Der anhaltende Frost kommt die Bewag teuer zu stehen. Weil seit Mitte Dezember kein Schiff mehr nach Berlin durchgekommen ist und in der Stadt Schleusen blockiert sind, wird die Kohle für die beiden Kraftwerke Reuter und Reuter-West im Bezirk Spandau statt per Schiff mit Bahn und Lkw angeliefert. Berlins größter Kraftwerksstandort liefert rund ein Drittel des Bewag-Stroms. Die Kosten der veränderten Logistik konnte Pressesprecher Siegfried Knopf gestern nicht genau beziffern. Er schätzte die Mehrkosten in den Kraftwerken, wo sich die Anlieferung änderte, jedoch auf fünf bis zehn Prozent. „Wir haben noch keine Erfahrungswerte. Und zur Zeit ist es vor allem wichtig, die Kohle dorthin zu bekommen, wo wir sie brauchen.“ Eine Erhöhung des Strompreises sei deswegen aber nicht zu erwarten.

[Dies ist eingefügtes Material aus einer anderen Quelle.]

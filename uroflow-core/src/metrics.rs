//! Clinical Flow Metrics
//!
//! Summarizes the smoothed flow curve over the detected event window:
//!
//! | Metric          | Definition                                   |
//! |-----------------|----------------------------------------------|
//! | `qmax_ml_s`     | maximum flow inside the window               |
//! | `qavg_ml_s`     | arithmetic mean of in-window flow samples    |
//! | `vvoid_ml`      | trapezoid integral of flow over the window   |
//! | `flow_time_s`   | window duration                              |
//! | `tqmax_s`       | time of the first maximum minus window start |
//! | `interruptions` | pauses inside the window followed by flow    |
//!
//! Without a window every metric is zero.

use serde::{Deserialize, Serialize};

use crate::config::EventConfig;
use crate::events::EventWindow;
use crate::fusion::{trapezoid, FlowSeries};

/// Which flow curve the metrics were computed on
#[derive(Debug, Clone, Copy, PartialEq, Eq, Serialize, Deserialize)]
#[serde(rename_all = "snake_case")]
pub enum SeriesKind {
    /// Moving-average smoothed flow
    Smoothed,
    /// Finite-difference flow without smoothing
    Raw,
}

/// Where the metrics came from
#[derive(Debug, Clone, Copy, PartialEq, Serialize, Deserialize)]
pub struct MetricsProvenance {
    /// Window start index, if an event was found
    pub start_index: Option<usize>,
    /// Window end index, if an event was found
    pub end_index: Option<usize>,
    /// Flow curve used
    pub series: SeriesKind,
    /// Smoothing window applied to that curve
    pub smoothing_window: usize,
}

/// Clinical metrics for one capture
#[derive(Debug, Clone, Copy, PartialEq, Serialize, Deserialize)]
pub struct MetricsSummary {
    /// Maximum flow rate (mL/s)
    pub qmax_ml_s: f64,
    /// Average flow rate (mL/s)
    pub qavg_ml_s: f64,
    /// Voided volume (mL)
    pub vvoid_ml: f64,
    /// Duration of measurable flow (s)
    pub flow_time_s: f64,
    /// Time to maximum flow (s)
    pub tqmax_s: f64,
    /// Total voiding time including pauses (s)
    pub voiding_time_s: f64,
    /// Number of in-window pauses followed by resumed flow
    pub interruptions: usize,
    /// Computation provenance
    pub provenance: MetricsProvenance,
}

impl MetricsSummary {
    /// All-zero summary for a capture without an event
    pub fn empty(smoothing_window: usize) -> Self {
        Self {
            qmax_ml_s: 0.0,
            qavg_ml_s: 0.0,
            vvoid_ml: 0.0,
            flow_time_s: 0.0,
            tqmax_s: 0.0,
            voiding_time_s: 0.0,
            interruptions: 0,
            provenance: MetricsProvenance {
                start_index: None,
                end_index: None,
                series: SeriesKind::Smoothed,
                smoothing_window,
            },
        }
    }
}

/// Summarize the smoothed flow over the event window.
pub fn summarize(
    flow: &FlowSeries,
    window: Option<&EventWindow>,
    smoothing_window: usize,
    config: &EventConfig,
) -> MetricsSummary {
    let window = match window {
        Some(w) if w.end_index < flow.len() => w,
        _ => return MetricsSummary::empty(smoothing_window),
    };
    let (start, end) = (window.start_index, window.end_index);
    let values = &flow.flow_ml_s[start..=end];

    // First maximum wins on ties
    let (peak_offset, qmax_ml_s) = values
        .iter()
        .copied()
        .enumerate()
        .fold((0usize, f64::MIN), |best, (i, q)| if q > best.1 { (i, q) } else { best });
    let qmax_ml_s = qmax_ml_s.max(0.0);
    let qavg_ml_s = values.iter().sum::<f64>() / values.len() as f64;
    let duration = window.duration_s();

    MetricsSummary {
        qmax_ml_s,
        qavg_ml_s,
        vvoid_ml: trapezoid(&flow.t_s, &flow.flow_ml_s, start, end),
        flow_time_s: duration,
        tqmax_s: (flow.t_s[start + peak_offset] - window.t_start_s).max(0.0),
        voiding_time_s: duration,
        interruptions: count_interruptions(&flow.t_s[start..=end], values, config),
        provenance: MetricsProvenance {
            start_index: Some(start),
            end_index: Some(end),
            series: SeriesKind::Smoothed,
            smoothing_window,
        },
    }
}

/// Count pauses below the pause threshold lasting at least `min_pause_s`
/// that end with resumed flow.
///
/// A pause lasts from its first quiet sample to the first flowing sample
/// after it.
pub fn count_interruptions(t_s: &[f64], flow_ml_s: &[f64], config: &EventConfig) -> usize {
    let mut count = 0;
    let mut pause_start: Option<f64> = None;
    for (t, q) in t_s.iter().zip(flow_ml_s) {
        if *q < config.pause_threshold_ml_s {
            pause_start.get_or_insert(*t);
        } else if let Some(began) = pause_start.take() {
            if t - began >= config.min_pause_s {
                count += 1;
            }
        }
    }
    count
}
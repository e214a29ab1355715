//! Engine Configuration
//!
//! One immutable value, passed by reference into [`crate::engine::analyze`].
//! There are no module-level mutable globals: running the engine with an
//! alternative threshold set is just a matter of passing a different
//! `EngineConfig`, which keeps the engine reentrant and safe to call from
//! many threads at once.
//!
//! Every field defaults to a named constant from [`crate::constants`]. The
//! structs deserialize with `#[serde(default)]`, so a JSON override only needs
//! the fields it changes:
//!
//! ```rust
//! use uroflow_core::config::EngineConfig;
//!
//! let mut config = EngineConfig::default();
//! config.events.start_threshold_ml_s = 1.0;
//! assert!(config.validate().is_ok());
//! ```

use serde::{Deserialize, Serialize};

use crate::constants::{events as ev, fusion as fu, quality as qu};
use crate::errors::ConfigError;

/// Fusion estimator parameters
#[derive(Debug, Clone, Copy, PartialEq, Serialize, Deserialize)]
#[serde(default)]
pub struct FusionConfig {
    /// Depth confidence gate; sessions may override it
    pub min_depth_confidence: f64,
    /// Depth channel base uncertainty (mm)
    pub depth_sigma_mm: f64,
    /// RGB channel base uncertainty (mm)
    pub rgb_sigma_mm: f64,
    /// Widening applied when RGB stands in for depth
    pub rgb_fallback_widening: f64,
    /// Floor for the `(1 - confidence)` factor
    pub min_uncertainty_factor: f64,
    /// Uncertainty added per second of bridged gap (mm/s)
    pub gap_sigma_mm_per_s: f64,
    /// Longest gap bridged without a quality downgrade (s)
    pub max_bridgeable_gap_s: f64,
    /// Centered smoothing window for flow (odd, samples)
    pub flow_smoothing_window: usize,
    /// Window for the level-noise estimate (odd, samples)
    pub level_noise_window: usize,
    /// Residual level noise above which the signal is noisy (mm)
    pub max_level_noise_mm: f64,
    /// Absolute volume-consistency tolerance (mL)
    pub volume_tolerance_ml: f64,
    /// Relative volume-consistency tolerance
    pub volume_tolerance_rel: f64,
}

impl Default for FusionConfig {
    fn default() -> Self {
        Self {
            min_depth_confidence: fu::DEFAULT_MIN_DEPTH_CONFIDENCE,
            depth_sigma_mm: fu::DEPTH_BASE_SIGMA_MM,
            rgb_sigma_mm: fu::RGB_BASE_SIGMA_MM,
            rgb_fallback_widening: fu::RGB_FALLBACK_WIDENING,
            min_uncertainty_factor: fu::MIN_UNCERTAINTY_FACTOR,
            gap_sigma_mm_per_s: fu::GAP_SIGMA_MM_PER_S,
            max_bridgeable_gap_s: fu::MAX_BRIDGEABLE_GAP_S,
            flow_smoothing_window: fu::FLOW_SMOOTHING_WINDOW,
            level_noise_window: fu::LEVEL_NOISE_WINDOW,
            max_level_noise_mm: fu::MAX_LEVEL_NOISE_MM,
            volume_tolerance_ml: fu::VOLUME_CONSISTENCY_ABS_ML,
            volume_tolerance_rel: fu::VOLUME_CONSISTENCY_REL,
        }
    }
}

/// Event boundary detector parameters
#[derive(Debug, Clone, Copy, PartialEq, Serialize, Deserialize)]
#[serde(default)]
pub struct EventConfig {
    /// Onset threshold (mL/s)
    pub start_threshold_ml_s: f64,
    /// Completion threshold, `<= start_threshold_ml_s` (mL/s)
    pub stop_threshold_ml_s: f64,
    /// ROI-valid fraction needed to gate the scans on ROI
    pub roi_gate_min_ratio: f64,
    /// Peak multiple of the start threshold counted as full flow evidence
    pub flow_strength_multiple: f64,
    /// In-window pause threshold (mL/s)
    pub pause_threshold_ml_s: f64,
    /// Minimum counted pause (s)
    pub min_pause_s: f64,
}

impl Default for EventConfig {
    fn default() -> Self {
        Self {
            start_threshold_ml_s: ev::START_THRESHOLD_ML_S,
            stop_threshold_ml_s: ev::STOP_THRESHOLD_ML_S,
            roi_gate_min_ratio: ev::ROI_GATE_MIN_RATIO,
            flow_strength_multiple: ev::FLOW_STRENGTH_MULTIPLE,
            pause_threshold_ml_s: ev::PAUSE_THRESHOLD_ML_S,
            min_pause_s: ev::MIN_PAUSE_S,
        }
    }
}

/// Quality policy parameters
#[derive(Debug, Clone, Copy, PartialEq, Serialize, Deserialize)]
#[serde(default)]
pub struct QualityConfig {
    /// Score at or below which a capture is rejected
    pub reject_score: f64,
    /// Score from which a capture is valid
    pub valid_score: f64,
    /// ROI ratio at or below which a capture is rejected
    pub reject_roi_ratio: f64,
    /// ROI ratio below which a capture is penalized and repeated
    pub repeat_roi_ratio: f64,
    /// Score points per unit of ROI deficit
    pub roi_penalty_per_unit: f64,
    /// ROI penalty cap
    pub roi_penalty_cap: f64,
    /// Low-confidence ratio from which a penalty applies
    pub low_confidence_onset_ratio: f64,
    /// Low-confidence ratio above which a capture is repeated
    pub repeat_low_confidence_ratio: f64,
    /// Low-confidence penalty cap
    pub low_confidence_penalty_cap: f64,
    /// Motion norm counted as high motion
    pub high_motion_norm: f64,
    /// High-motion ratio from which a penalty applies
    pub max_high_motion_ratio: f64,
    /// Motion penalty cap
    pub motion_penalty_cap: f64,
    /// Noisy level penalty
    pub low_snr_penalty: f64,
    /// Minimum representative voided volume (mL)
    pub min_volume_ml: f64,
    /// Low-volume penalty cap
    pub low_volume_penalty_cap: f64,
    /// Volume mismatch penalty
    pub volume_mismatch_penalty: f64,
    /// Long interpolated gap penalty
    pub long_gap_penalty: f64,
    /// RGB fallback penalty
    pub rgb_fallback_penalty: f64,
    /// Missing RGB fallback penalty
    pub missing_rgb_fallback_penalty: f64,
    /// Clipping level (dBFS)
    pub audio_clip_dbfs: f64,
    /// Clipped ratio from which a penalty applies
    pub max_audio_clipping_ratio: f64,
    /// Clipping penalty cap
    pub audio_clipping_penalty_cap: f64,
    /// Noise-floor percentile of the audio track
    pub audio_noise_percentile: f64,
    /// Expected impact rise above the noise floor (dB)
    pub min_audio_delta_db: f64,
    /// Audio coverage needed for the not-in-water check
    pub min_audio_coverage: f64,
    /// Not-in-water penalty
    pub not_in_water_penalty: f64,
    /// Penalty when no event was found
    pub event_not_found_penalty: f64,
    /// Event confidence from which no penalty applies
    pub min_event_confidence: f64,
    /// Low event confidence penalty cap
    pub low_event_confidence_penalty_cap: f64,
}

impl Default for QualityConfig {
    fn default() -> Self {
        Self {
            reject_score: qu::REJECT_SCORE,
            valid_score: qu::VALID_SCORE,
            reject_roi_ratio: qu::REJECT_ROI_RATIO,
            repeat_roi_ratio: qu::REPEAT_ROI_RATIO,
            roi_penalty_per_unit: qu::ROI_PENALTY_PER_UNIT,
            roi_penalty_cap: qu::ROI_PENALTY_CAP,
            low_confidence_onset_ratio: qu::LOW_CONFIDENCE_ONSET_RATIO,
            repeat_low_confidence_ratio: qu::REPEAT_LOW_CONFIDENCE_RATIO,
            low_confidence_penalty_cap: qu::LOW_CONFIDENCE_PENALTY_CAP,
            high_motion_norm: qu::HIGH_MOTION_NORM,
            max_high_motion_ratio: qu::MAX_HIGH_MOTION_RATIO,
            motion_penalty_cap: qu::MOTION_PENALTY_CAP,
            low_snr_penalty: qu::LOW_SNR_PENALTY,
            min_volume_ml: qu::MIN_REPRESENTATIVE_VOLUME_ML,
            low_volume_penalty_cap: qu::LOW_VOLUME_PENALTY_CAP,
            volume_mismatch_penalty: qu::VOLUME_MISMATCH_PENALTY,
            long_gap_penalty: qu::LONG_GAP_PENALTY,
            rgb_fallback_penalty: qu::RGB_FALLBACK_PENALTY,
            missing_rgb_fallback_penalty: qu::MISSING_RGB_FALLBACK_PENALTY,
            audio_clip_dbfs: qu::AUDIO_CLIP_DBFS,
            max_audio_clipping_ratio: qu::MAX_AUDIO_CLIPPING_RATIO,
            audio_clipping_penalty_cap: qu::AUDIO_CLIPPING_PENALTY_CAP,
            audio_noise_percentile: qu::AUDIO_NOISE_PERCENTILE,
            min_audio_delta_db: qu::MIN_AUDIO_DELTA_DB,
            min_audio_coverage: qu::MIN_AUDIO_COVERAGE,
            not_in_water_penalty: qu::NOT_IN_WATER_PENALTY,
            event_not_found_penalty: qu::EVENT_NOT_FOUND_PENALTY,
            min_event_confidence: qu::MIN_EVENT_CONFIDENCE,
            low_event_confidence_penalty_cap: qu::LOW_EVENT_CONFIDENCE_PENALTY_CAP,
        }
    }
}

/// Complete engine configuration
#[derive(Debug, Clone, Copy, PartialEq, Default, Serialize, Deserialize)]
#[serde(default)]
pub struct EngineConfig {
    /// Fusion estimator
    pub fusion: FusionConfig,
    /// Event boundary detector
    pub events: EventConfig,
    /// Quality policy
    pub quality: QualityConfig,
}

impl EngineConfig {
    /// Reject internally inconsistent threshold sets
    pub fn validate(&self) -> Result<(), ConfigError> {
        let f = &self.fusion;
        fraction("fusion.min_depth_confidence", f.min_depth_confidence)?;
        positive("fusion.depth_sigma_mm", f.depth_sigma_mm)?;
        positive("fusion.rgb_sigma_mm", f.rgb_sigma_mm)?;
        positive("fusion.rgb_fallback_widening", f.rgb_fallback_widening)?;
        fraction("fusion.min_uncertainty_factor", f.min_uncertainty_factor)?;
        positive("fusion.max_bridgeable_gap_s", f.max_bridgeable_gap_s)?;
        positive("fusion.max_level_noise_mm", f.max_level_noise_mm)?;
        odd_window(f.flow_smoothing_window)?;
        odd_window(f.level_noise_window)?;

        let e = &self.events;
        positive("events.start_threshold_ml_s", e.start_threshold_ml_s)?;
        positive("events.stop_threshold_ml_s", e.stop_threshold_ml_s)?;
        if e.stop_threshold_ml_s > e.start_threshold_ml_s {
            return Err(ConfigError::ThresholdOrder {
                start: e.start_threshold_ml_s,
                stop: e.stop_threshold_ml_s,
            });
        }
        fraction("events.roi_gate_min_ratio", e.roi_gate_min_ratio)?;

        let q = &self.quality;
        if q.reject_score >= q.valid_score {
            return Err(ConfigError::ScoreBands { reject: q.reject_score, valid: q.valid_score });
        }
        fraction("quality.reject_roi_ratio", q.reject_roi_ratio)?;
        fraction("quality.repeat_roi_ratio", q.repeat_roi_ratio)?;
        fraction("quality.low_confidence_onset_ratio", q.low_confidence_onset_ratio)?;
        fraction("quality.max_high_motion_ratio", q.max_high_motion_ratio)?;
        positive("quality.min_volume_ml", q.min_volume_ml)?;
        Ok(())
    }
}

fn positive(field: &'static str, value: f64) -> Result<(), ConfigError> {
    if value.is_finite() && value > 0.0 {
        Ok(())
    } else {
        Err(ConfigError::NotPositive { field, value })
    }
}

fn fraction(field: &'static str, value: f64) -> Result<(), ConfigError> {
    if (0.0..=1.0).contains(&value) {
        Ok(())
    } else {
        Err(ConfigError::NotAFraction { field, value })
    }
}

fn odd_window(window: usize) -> Result<(), ConfigError> {
    if window >= 1 && window % 2 == 1 {
        Ok(())
    } else {
        Err(ConfigError::SmoothingWindow(window))
    }
}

Auch müssen die BerlinerInnen nicht fürchten, bald in der Kälte zu sitzen. „Selbst wenn kein Gramm Kohle mehr von außen hereinkäme, würden die Vorräte in den beiden Reuter-Kraftwerken 20 Tage lang reichen“, beruhigt Knopf. Zur Zeit werden aber nur rund 1.000 Tonnen des täglichen Bedarfs von 5.500 Tonnen aus diesen Reserven gedeckt. 100 Lastwagen liefern rund 2.000 Tonnen, 2.500 Tonnen die Bahn mit zwei Güterzügen. Normalerweise reichen etwa zehn Schiffsladungen aus.

Weil die Anlage nicht auf Bahn- und Lkw-Anlieferung ausgerichtet ist, sind statt zwei zur Zeit drei Schichten nötig. Vorübergehend verlud man die Steinkohle deshalb im Westhafen von der Bahn auf Schiffe. Doch weil seit eineinhalb Wochen auch die Charlottenburger Schleuse dicht ist, geht über die Spree nichts mehr.

Die Dauerkälte blockiert nicht nur die Wasserwege, sie treibt auch den Stromverbrauch in die Höhe. Der stieg im vergangenen Monat im Vergleich zum Januar 1995 um 4,3 Prozent. „Das ist sehr viel, wenn man bedenkt, daß der Stromverbrauch allgemein leicht rückläufig ist“, konstatiert Knopf. So dramatisch wie im Winter 1978/79 kann die Situation aber nicht werden, als zweieinhalb Monate kein Schiff mehr in die Stadt kam. Damals mußte Westberlin zudem seinen Strom vollständig selbst erzeugen. Heute bezieht die Bewag auch unter normalen Umständen etwa ein Viertel des Stroms über die Veag aus dem europäischen Verbundsystem. Dies könne zur Not noch ausgeweitet werden, so Knopf.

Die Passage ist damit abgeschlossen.